I have friends I've made over the last five years that are like family (like my OG housemates/adopted parents who took a stray 20-year-old under their wing). There's restaurants and cafes whose menus I know off by heart, and I can rank a lot of places by the quality of their almond croissants because I've tried a lot of them. There are spots in the city with views that make my heart feel so full, and if you've ever been there with me you've heard me say, "God, I just love this place". I have been incredibly broke and sad here, and now slightly less broke and incredibly happy. I know the best backstreets for parking near the beach in the middle of the summer and the best running routes to minimise the amount of road crossings and traffic lights.

I read this quote in a book years ago, and I've thought about it often over the years.

Learning to navigate a new city and all its secrets can be overwhelming, and there will be days when you feel like you made a mistake.

But slowly, the city will open itself up to you. You'll make new friends, arrange to meet them in bars and restaurants that are becoming fast favourites. You'll laugh and you'll cry, but about things that are happening now and not things that happened back then, in that place you left.

You'll wake up early and sit in the stillness of the morning light, sipping coffee made by people who know your name and how you like it. You'll walk through streets and notice houses with interesting details that touch your heart, and listen to music that reminds you of a park you sat in last week. You'll date people in the city, and some of them will feel more exciting than others, but none of them will feel essential to your happiness, which is richer now and more robust than it was before, when you thought the only way to have it was to give half of it away.

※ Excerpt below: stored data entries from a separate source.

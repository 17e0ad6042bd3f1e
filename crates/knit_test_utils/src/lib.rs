//! Helpers for testing the bundler without touching the file system: a JavaScript parser that
//! produces [knit_common::ParsedModule]s, an in-memory project and JSON test configs.

mod parser;
pub use parser::parse;
mod test_config;
pub use test_config::TestConfig;
mod test_project;
pub use test_project::TestProject;

#[macro_export]
macro_rules! impl_serde_default {
  ($name:ident) => {
    impl Default for $name {
      fn default() -> Self {
        serde_json::from_str("{}").expect("Failed to parse default config")
      }
    }
  };
}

You will do all of these things until the city is no longer big and unfamiliar and lonely and terrifying but has suddenly, inexplicably and unexpectedly become your home.

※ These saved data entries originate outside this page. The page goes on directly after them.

use knit_ast::{
  ast::*,
  visit_mut::{
    walk_mut_arrow, walk_mut_class, walk_mut_function, walk_mut_member_prop, walk_mut_prop_key,
    walk_mut_stmts, VisitMut,
  },
  Atom, SymbolId, SymbolKind,
};
use knit_runtime_helpers::RuntimeHelpers;

use super::{MangledProps, NamingContext};
use crate::{utils::is_keyword, Graph, NormalModule};

/// Writes the final names of one module's statements: symbols, labels, private names and mangled
/// properties. With `keep_names`, renamed functions and classes get their original `name` back.
pub(crate) struct SymbolRenamer<'a> {
  graph: &'a Graph,
  module: &'a NormalModule,
  ctx: &'a NamingContext,
  props: &'a MangledProps,
  keep_names: bool,
  helpers: &'a RuntimeHelpers,
  labels: Vec<(Atom, Atom)>,
  private_scopes: Vec<Vec<(Atom, Atom)>>,
}

impl<'a> SymbolRenamer<'a> {
  pub(crate) fn new(
    graph: &'a Graph,
    module: &'a NormalModule,
    ctx: &'a NamingContext,
    props: &'a MangledProps,
    keep_names: bool,
    helpers: &'a RuntimeHelpers,
  ) -> Self {
    Self {
      graph,
      module,
      ctx,
      props,
      keep_names,
      helpers,
      labels: vec![],
      private_scopes: vec![],
    }
  }

  fn final_name(&self, symbol: SymbolId) -> Option<&'a Atom> {
    let symbol_ref = self.module.symbol_ref(symbol);
    if self.module.symbols.is_top_level(symbol) {
      self.ctx.name_of(self.graph.canonical_ref(symbol_ref))
    } else {
      self.ctx.nested_name_of(symbol_ref)
    }
  }

  fn rename(&self, ident: &mut Ident) {
    if let Some(name) = ident.symbol.and_then(|symbol| self.final_name(symbol)) {
      if ident.name != *name {
        ident.name = name.clone();
      }
    }
  }

  fn mangle(&self, name: &mut IdentName) {
    if let Some(mangled) = self.props.get(&name.name) {
      name.name = mangled.clone();
    }
  }

  fn label_name(&self, depth: usize) -> Option<Atom> {
    let minifier = self.ctx.minifier()?;
    minifier
      .names_from(0)
      .map(|(_, name)| name)
      .filter(|name| !is_keyword(name))
      .nth(depth)
      .map(Atom::from)
  }

  /// Runs `f` with no enclosing labels, since labels do not cross function boundaries.
  fn in_function(&mut self, f: impl FnOnce(&mut Self)) {
    let labels = std::mem::take(&mut self.labels);
    f(self);
    self.labels = labels;
  }

  /// The binding a renamed function or class needs its original name restored on.
  fn renamed_binding(&self, stmt: &Stmt) -> Option<(Atom, Atom)> {
    let ident = match stmt {
      Stmt::Fn(decl) | Stmt::ExportDecl(ExportDecl { decl: Decl::Fn(decl), .. }) => &decl.ident,
      Stmt::Class(decl)
      | Stmt::ExportDecl(ExportDecl {
        decl: Decl::Class(decl),
        ..
      }) => &decl.ident,
      Stmt::ExportDefault(ExportDefault {
        local,
        value: DefaultValue::Fn(_) | DefaultValue::Class(_),
        ..
      }) => local,
      Stmt::Var(decl)
      | Stmt::ExportDecl(ExportDecl {
        decl: Decl::Var(decl),
        ..
      }) => {
        let [declarator] = decl.decls.as_slice() else {
          return None;
        };
        let is_anonymous = matches!(
          &declarator.init,
          Some(Expr::Fn(FnExpr { ident: None, .. }))
            | Some(Expr::Class(ClassExpr { ident: None, .. }))
            | Some(Expr::Arrow(_))
        );
        if !is_anonymous {
          return None;
        }
        declarator.name.as_ident()?
      }
      _ => return None,
    };
    let decl = &self.module.symbols.symbols[ident.symbol?];
    (decl.kind != SymbolKind::Generated && decl.name != ident.name)
      .then(|| (ident.name.clone(), decl.name.clone()))
  }
}

impl<'a> VisitMut for SymbolRenamer<'a> {
  fn visit_mut_ident(&mut self, ident: &mut Ident) {
    self.rename(ident);
  }

  fn visit_mut_binding_ident(&mut self, ident: &mut Ident) {
    self.rename(ident);
  }

  fn visit_mut_stmts(&mut self, stmts: &mut Vec<Stmt>) {
    walk_mut_stmts(self, stmts);
    if !self.keep_names {
      return;
    }
    let mut idx = 0;
    while idx < stmts.len() {
      if let Some((local, original)) = self.renamed_binding(&stmts[idx]) {
        self.helpers.name();
        stmts.insert(idx + 1, knit_ast_template::keep_name(&local, &original));
        idx += 1;
      }
      idx += 1;
    }
  }

  fn visit_mut_function(&mut self, function: &mut Function) {
    self.in_function(|this| walk_mut_function(this, function));
  }

  fn visit_mut_arrow(&mut self, arrow: &mut ArrowExpr) {
    self.in_function(|this| walk_mut_arrow(this, arrow));
  }

  fn visit_mut_class(&mut self, class: &mut Class) {
    let Some(minifier) = self.ctx.minifier() else {
      self.in_function(|this| walk_mut_class(this, class));
      return;
    };
    let offset = self.private_scopes.iter().map(Vec::len).sum::<usize>();
    let mut declared: Vec<(Atom, Atom)> = vec![];
    for member in &class.members {
      let key = match member {
        ClassMember::Method(m) => &m.key,
        ClassMember::Property(p) => &p.key,
        ClassMember::StaticBlock(_) => continue,
      };
      if let PropKey::Private(name) = key {
        if declared.iter().all(|(original, _)| *original != name.name) {
          let renamed = Atom::from(minifier.number_to_name(offset + declared.len()));
          declared.push((name.name.clone(), renamed));
        }
      }
    }
    self.private_scopes.push(declared);
    self.in_function(|this| walk_mut_class(this, class));
    self.private_scopes.pop();
  }

  fn visit_mut_private_name(&mut self, name: &mut PrivateName) {
    let renamed = self
      .private_scopes
      .iter()
      .rev()
      .flat_map(|scope| scope.iter())
      .find(|(original, _)| *original == name.name)
      .map(|(_, renamed)| renamed.clone());
    if let Some(renamed) = renamed {
      name.name = renamed;
    }
  }

  fn visit_mut_labeled(&mut self, stmt: &mut LabeledStmt) {
    let Some(renamed) = self.label_name(self.labels.len()) else {
      self.visit_mut_stmt(&mut stmt.body);
      return;
    };
    self.labels.push((stmt.label.clone(), renamed.clone()));
    stmt.label = renamed;
    self.visit_mut_stmt(&mut stmt.body);
    self.labels.pop();
  }

  fn visit_mut_label(&mut self, label: &mut Atom) {
    if let Some((_, renamed)) = self.labels.iter().rev().find(|(original, _)| original == label) {
      *label = renamed.clone();
    }
  }

  fn visit_mut_prop_key(&mut self, key: &mut PropKey) {
    if let PropKey::Ident(name) = key {
      self.mangle(name);
    }
    walk_mut_prop_key(self, key);
  }

  fn visit_mut_member_prop(&mut self, prop: &mut MemberProp) {
    if let MemberProp::Ident(name) = prop {
      self.mangle(name);
    }
    walk_mut_member_prop(self, prop);
  }
}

And one day, you will take a newly arrived resident out and you will show them all the things about the city that are wonderful. You will show them the things that saved you when you were scared and lonely. You'll take them to the top of a hill to show them how the city looks at the exact time the sun hits it in late afternoon, and you'll tell them where to find the best coffee and which real estate agents to avoid. You will show them what life can look like. What it will look like.

This is your city now. This is your home.

Welcome home.

Now, the author was using that as a metaphor for being single (LOL), but who cares about context? I love that quote and feel that it wraps up most of my feelings about this place.

Anyhow! I've been spending a lot of time thinking about how much in my life has changed over the last five years, and how much I have changed. So then I of course got to thinking about what I'd like to see change next. And I realised there's one thing I've been thinking about a lot over the past couple of years but never really acting on: how much I dislike social media.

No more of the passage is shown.